# The data
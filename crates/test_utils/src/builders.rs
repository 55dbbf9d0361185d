//! Test Data Builders
//!
//! Builder patterns for constructing test data with sensible defaults.
//! Tests specify only the fields they care about.

use chrono::{DateTime, NaiveDate, Utc};
use fake::faker::name::en::{FirstName, LastName};
use fake::Fake;

use core_kernel::{ClassId, CreditBalanceId, InvoiceId, Money, StudentId, Term};
use domain_billing::{FeeItem, Invoice, Payment, PaymentMethod, Student};

use crate::fixtures::{MoneyFixtures, TermFixtures};

/// Builder for directory students
pub struct StudentBuilder {
    id: StudentId,
    first_name: String,
    last_name: String,
    reg_no: String,
    class_id: Option<ClassId>,
}

impl Default for StudentBuilder {
    fn default() -> Self {
        Self::new()
    }
}

impl StudentBuilder {
    /// Creates a builder with generated names and registration number
    pub fn new() -> Self {
        let id = StudentId::new();
        Self {
            id,
            first_name: FirstName().fake(),
            last_name: LastName().fake(),
            reg_no: format!("REG-{}", &id.as_uuid().simple().to_string()[..8]),
            class_id: None,
        }
    }

    /// Sets the student id
    pub fn with_id(mut self, id: StudentId) -> Self {
        self.id = id;
        self
    }

    /// Sets the registration number
    pub fn with_reg_no(mut self, reg_no: impl Into<String>) -> Self {
        self.reg_no = reg_no.into();
        self
    }

    /// Enrolls the student in a class
    pub fn in_class(mut self, class_id: ClassId) -> Self {
        self.class_id = Some(class_id);
        self
    }

    /// Builds the student
    pub fn build(self) -> Student {
        Student {
            id: self.id,
            first_name: self.first_name,
            last_name: self.last_name,
            reg_no: self.reg_no,
            class_id: self.class_id,
        }
    }
}

/// Builder for invoices
pub struct InvoiceBuilder {
    student_id: StudentId,
    class_id: Option<ClassId>,
    term: Term,
    year: i32,
    items: Vec<FeeItem>,
    issued_date: NaiveDate,
    paid_down_to: Option<Money>,
}

impl Default for InvoiceBuilder {
    fn default() -> Self {
        Self::new()
    }
}

impl InvoiceBuilder {
    /// Creates a builder for a one-item tuition invoice
    pub fn new() -> Self {
        Self {
            student_id: StudentId::new(),
            class_id: None,
            term: TermFixtures::term(),
            year: TermFixtures::year(),
            items: vec![FeeItem::new("Tuition", MoneyFixtures::tuition_fee())],
            issued_date: TermFixtures::issue_date(),
            paid_down_to: None,
        }
    }

    /// Sets the billed student
    pub fn for_student(mut self, student_id: StudentId) -> Self {
        self.student_id = student_id;
        self
    }

    /// Sets the term
    pub fn with_term(mut self, term: Term, year: i32) -> Self {
        self.term = term;
        self.year = year;
        self
    }

    /// Replaces the fee items
    pub fn with_items(mut self, items: Vec<FeeItem>) -> Self {
        self.items = items;
        self
    }

    /// Adds a fee item
    pub fn with_item(mut self, name: impl Into<String>, amount: Money) -> Self {
        self.items.push(FeeItem::new(name, amount));
        self
    }

    /// Sets the issue date
    pub fn issued_on(mut self, date: NaiveDate) -> Self {
        self.issued_date = date;
        self
    }

    /// Starts the invoice at the given outstanding balance instead of
    /// fully unpaid
    pub fn outstanding(mut self, balance: Money) -> Self {
        self.paid_down_to = Some(balance);
        self
    }

    /// Builds the invoice
    pub fn build(self) -> Invoice {
        let total = self
            .items
            .iter()
            .fold(MoneyFixtures::zero(), |acc, item| acc + item.amount);
        let outstanding = self.paid_down_to.unwrap_or(total);

        Invoice::issue(
            self.student_id,
            self.class_id,
            self.term,
            self.year,
            self.items,
            total,
            outstanding,
            self.issued_date,
        )
    }
}

/// Builder for payment records
pub struct PaymentBuilder {
    student_id: StudentId,
    invoice_id: Option<InvoiceId>,
    credit_balance_id: Option<CreditBalanceId>,
    amount: Money,
    method: PaymentMethod,
    payment_date: DateTime<Utc>,
}

impl Default for PaymentBuilder {
    fn default() -> Self {
        Self::new()
    }
}

impl PaymentBuilder {
    /// Creates a builder for a cash partial payment
    pub fn new() -> Self {
        Self {
            student_id: StudentId::new(),
            invoice_id: None,
            credit_balance_id: None,
            amount: MoneyFixtures::partial_payment(),
            method: PaymentMethod::Cash,
            payment_date: Utc::now(),
        }
    }

    /// Sets the paying student
    pub fn for_student(mut self, student_id: StudentId) -> Self {
        self.student_id = student_id;
        self
    }

    /// Targets an invoice
    pub fn against_invoice(mut self, invoice_id: InvoiceId) -> Self {
        self.invoice_id = Some(invoice_id);
        self
    }

    /// Marks the record as a prepayment into the given balance
    pub fn as_prepayment(mut self, credit_balance_id: CreditBalanceId) -> Self {
        self.credit_balance_id = Some(credit_balance_id);
        self.invoice_id = None;
        self
    }

    /// Sets the amount
    pub fn with_amount(mut self, amount: Money) -> Self {
        self.amount = amount;
        self
    }

    /// Sets the method
    pub fn with_method(mut self, method: PaymentMethod) -> Self {
        self.method = method;
        self
    }

    /// Sets the payment date
    pub fn on(mut self, payment_date: DateTime<Utc>) -> Self {
        self.payment_date = payment_date;
        self
    }

    /// Builds the payment record
    pub fn build(self) -> Payment {
        match (self.invoice_id, self.credit_balance_id) {
            (Some(invoice_id), _) => Payment::for_invoice(
                self.student_id,
                invoice_id,
                self.amount,
                self.method,
                self.payment_date,
            ),
            (None, Some(credit_balance_id)) => Payment::prepayment(
                self.student_id,
                credit_balance_id,
                self.amount,
                self.method,
                self.payment_date,
            ),
            (None, None) => Payment::for_invoice(
                self.student_id,
                InvoiceId::new(),
                self.amount,
                self.method,
                self.payment_date,
            ),
        }
    }
}

#[cfg(test)]
mod tests {
    use super::*;
    use domain_billing::InvoiceStatus;
    use rust_decimal_macros::dec;

    #[test]
    fn test_student_builder_defaults() {
        let student = StudentBuilder::new().build();
        assert!(!student.first_name.is_empty());
        assert!(student.reg_no.starts_with("REG-"));
        assert!(student.class_id.is_none());
    }

    #[test]
    fn test_invoice_builder_defaults_to_unpaid() {
        let invoice = InvoiceBuilder::new().build();
        assert_eq!(invoice.status, InvoiceStatus::Unpaid);
        assert_eq!(invoice.total_fees, invoice.outstanding_balance);
    }

    #[test]
    fn test_invoice_builder_with_balance() {
        let invoice = InvoiceBuilder::new()
            .outstanding(Money::new(dec!(600), crate::fixtures::TEST_CURRENCY))
            .build();
        assert_eq!(invoice.status, InvoiceStatus::PartiallyPaid);
    }

    #[test]
    fn test_payment_builder_prepayment_shape() {
        let payment = PaymentBuilder::new()
            .as_prepayment(CreditBalanceId::new())
            .build();
        assert!(payment.is_credit_payment());
    }
}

# Task item
Word for word, return each of the entries shown above.

# Expected answer
filename crates/test_utils/src/builders.rs
repository 55dbbf9d0361185d
//! Test Data Builders
//!
//! Builder patterns for constructing test data with sensible defaults.
//! Tests specify only the fields they care about.

use chrono::{DateTime, NaiveDate, Utc};
use fake::faker::name::en::{FirstName, LastName};
use fake::Fake;

use core_kernel::{ClassId, CreditBalanceId, InvoiceId, Money, StudentId, Term};
use domain_billing::{FeeItem, Invoice, Payment, PaymentMethod, Student};

use crate::fixtures::{MoneyFixtures, TermFixtures};

/// Builder for directory students
pub struct StudentBuilder {
    id: StudentId,
    first_name: String,
    last_name: String,
    reg_no: String,
    class_id: Option<ClassId>,
}

impl Default for StudentBuilder {
    fn default() -> Self {
        Self::new()
    }
}

impl StudentBuilder {
    /// Creates a builder with generated names and registration number
    pub fn new() -> Self {
        let id = StudentId::new();
        Self {
            id,
            first_name: FirstName().fake(),
            last_name: LastName().fake(),
            reg_no: format!("REG-{}", &id.as_uuid().simple().to_string()[..8]),
            class_id: None,
        }
    }

    /// Sets the student id
    pub fn with_id(mut self, id: StudentId) -> Self {
        self.id = id;
        self
    }

    /// Sets the registration number
    pub fn with_reg_no(mut self, reg_no: impl Into<String>) -> Self {
        self.reg_no = reg_no.into();
        self
    }

    /// Enrolls the student in a class
    pub fn in_class(mut self, class_id: ClassId) -> Self {
        self.class_id = Some(class_id);
        self
    }

    /// Builds the student
    pub fn build(self) -> Student {
        Student {
            id: self.id,
            first_name: self.first_name,
            last_name: self.last_name,
            reg_no: self.reg_no,
            class_id: self.class_id,
        }
    }
}

/// Builder for invoices
pub struct InvoiceBuilder {
    student_id: StudentId,
    class_id: Option<ClassId>,
    term: Term,
    year: i32,
    items: Vec<FeeItem>,
    issued_date: NaiveDate,
    paid_down_to: Option<Money>,
}

impl Default for InvoiceBuilder {
    fn default() -> Self {
        Self::new()
    }
}

impl InvoiceBuilder {
    /// Creates a builder for a one-item tuition invoice
    pub fn new() -> Self {
        Self {
            student_id: StudentId::new(),
            class_id: None,
            term: TermFixtures::term(),
            year: TermFixtures::year(),
            items: vec![FeeItem::new("Tuition", MoneyFixtures::tuition_fee())],
            issued_date: TermFixtures::issue_date(),
            paid_down_to: None,
        }
    }

    /// Sets the billed student
    pub fn for_student(mut self, student_id: StudentId) -> Self {
        self.student_id = student_id;
        self
    }

    /// Sets the term
    pub fn with_term(mut self, term: Term, year: i32) -> Self {
        self.term = term;
        self.year = year;
        self
    }

    /// Replaces the fee items
    pub fn with_items(mut self, items: Vec<FeeItem>) -> Self {
        self.items = items;
        self
    }

    /// Adds a fee item
    pub fn with_item(mut self, name: impl Into<String>, amount: Money) -> Self {
        self.items.push(FeeItem::new(name, amount));
        self
    }

    /// Sets the issue date
    pub fn issued_on(mut self, date: NaiveDate) -> Self {
        self.issued_date = date;
        self
    }

    /// Starts the invoice at the given outstanding balance instead of
    /// fully unpaid
    pub fn outstanding(mut self, balance: Money) -> Self {
        self.paid_down_to = Some(balance);
        self
    }

    /// Builds the invoice
    pub fn build(self) -> Invoice {
        let total = self
            .items
            .iter()
            .fold(MoneyFixtures::zero(), |acc, item| acc + item.amount);
        let outstanding = self.paid_down_to.unwrap_or(total);

        Invoice::issue(
            self.student_id,
            self.class_id,
            self.term,
            self.year,
            self.items,
            total,
            outstanding,
            self.issued_date,
        )
    }
}

/// Builder for payment records
pub struct PaymentBuilder {
    student_id: StudentId,
    invoice_id: Option<InvoiceId>,
    credit_balance_id: Option<CreditBalanceId>,
    amount: Money,
    method: PaymentMethod,
    payment_date: DateTime<Utc>,
}

impl Default for PaymentBuilder {
    fn default() -> Self {
        Self::new()
    }
}

impl PaymentBuilder {
    /// Creates a builder for a cash partial payment
    pub fn new() -> Self {
        Self {
            student_id: StudentId::new(),
            invoice_id: None,
            credit_balance_id: None,
            amount: MoneyFixtures::partial_payment(),
            method: PaymentMethod::Cash,
            payment_date: Utc::now(),
        }
    }

    /// Sets the paying student
    pub fn for_student(mut self, student_id: StudentId) -> Self {
        self.student_id = student_id;
        self
    }

    /// Targets an invoice
    pub fn against_invoice(mut self, invoice_id: InvoiceId) -> Self {
        self.invoice_id = Some(invoice_id);
        self
    }

    /// Marks the record as a prepayment into the given balance
    pub fn as_prepayment(mut self, credit_balance_id: CreditBalanceId) -> Self {
        self.credit_balance_id = Some(credit_balance_id);
        self.invoice_id = None;
        self
    }

    /// Sets the amount
    pub fn with_amount(mut self, amount: Money) -> Self {
        self.amount = amount;
        self
    }

    /// Sets the method
    pub fn with_method(mut self, method: PaymentMethod) -> Self {
        self.method = method;
        self
    }

    /// Sets the payment date
    pub fn on(mut self, payment_date: DateTime<Utc>) -> Self {
        self.payment_date = payment_date;
        self
    }

    /// Builds the payment record
    pub fn build(self) -> Payment {
        match (self.invoice_id, self.credit_balance_id) {
            (Some(invoice_id), _) => Payment::for_invoice(
                self.student_id,
                invoice_id,
                self.amount,
                self.method,
                self.payment_date,
            ),
            (None, Some(credit_balance_id)) => Payment::prepayment(
                self.student_id,
                credit_balance_id,
                self.amount,
                self.method,
                self.payment_date,
            ),
            (None, None) => Payment::for_invoice(
                self.student_id,
                InvoiceId::new(),
                self.amount,
                self.method,
                self.payment_date,
            ),
        }
    }
}

#[cfg(test)]
mod tests {
    use super::*;
    use domain_billing::InvoiceStatus;
    use rust_decimal_macros::dec;

    #[test]
    fn test_student_builder_defaults() {
        let student = StudentBuilder::new().build();
        assert!(!student.first_name.is_empty());
        assert!(student.reg_no.starts_with("REG-"));
        assert!(student.class_id.is_none());
    }

    #[test]
    fn test_invoice_builder_defaults_to_unpaid() {
        let invoice = InvoiceBuilder::new().build();
        assert_eq!(invoice.status, InvoiceStatus::Unpaid);
        assert_eq!(invoice.total_fees, invoice.outstanding_balance);
    }

    #[test]
    fn test_invoice_builder_with_balance() {
        let invoice = InvoiceBuilder::new()
            .outstanding(Money::new(dec!(600), crate::fixtures::TEST_CURRENCY))
            .build();
        assert_eq!(invoice.status, InvoiceStatus::PartiallyPaid);
    }

    #[test]
    fn test_payment_builder_prepayment_shape() {
        let payment = PaymentBuilder::new()
            .as_prepayment(CreditBalanceId::new())
            .build();
        assert!(payment.is_credit_payment());
    }
}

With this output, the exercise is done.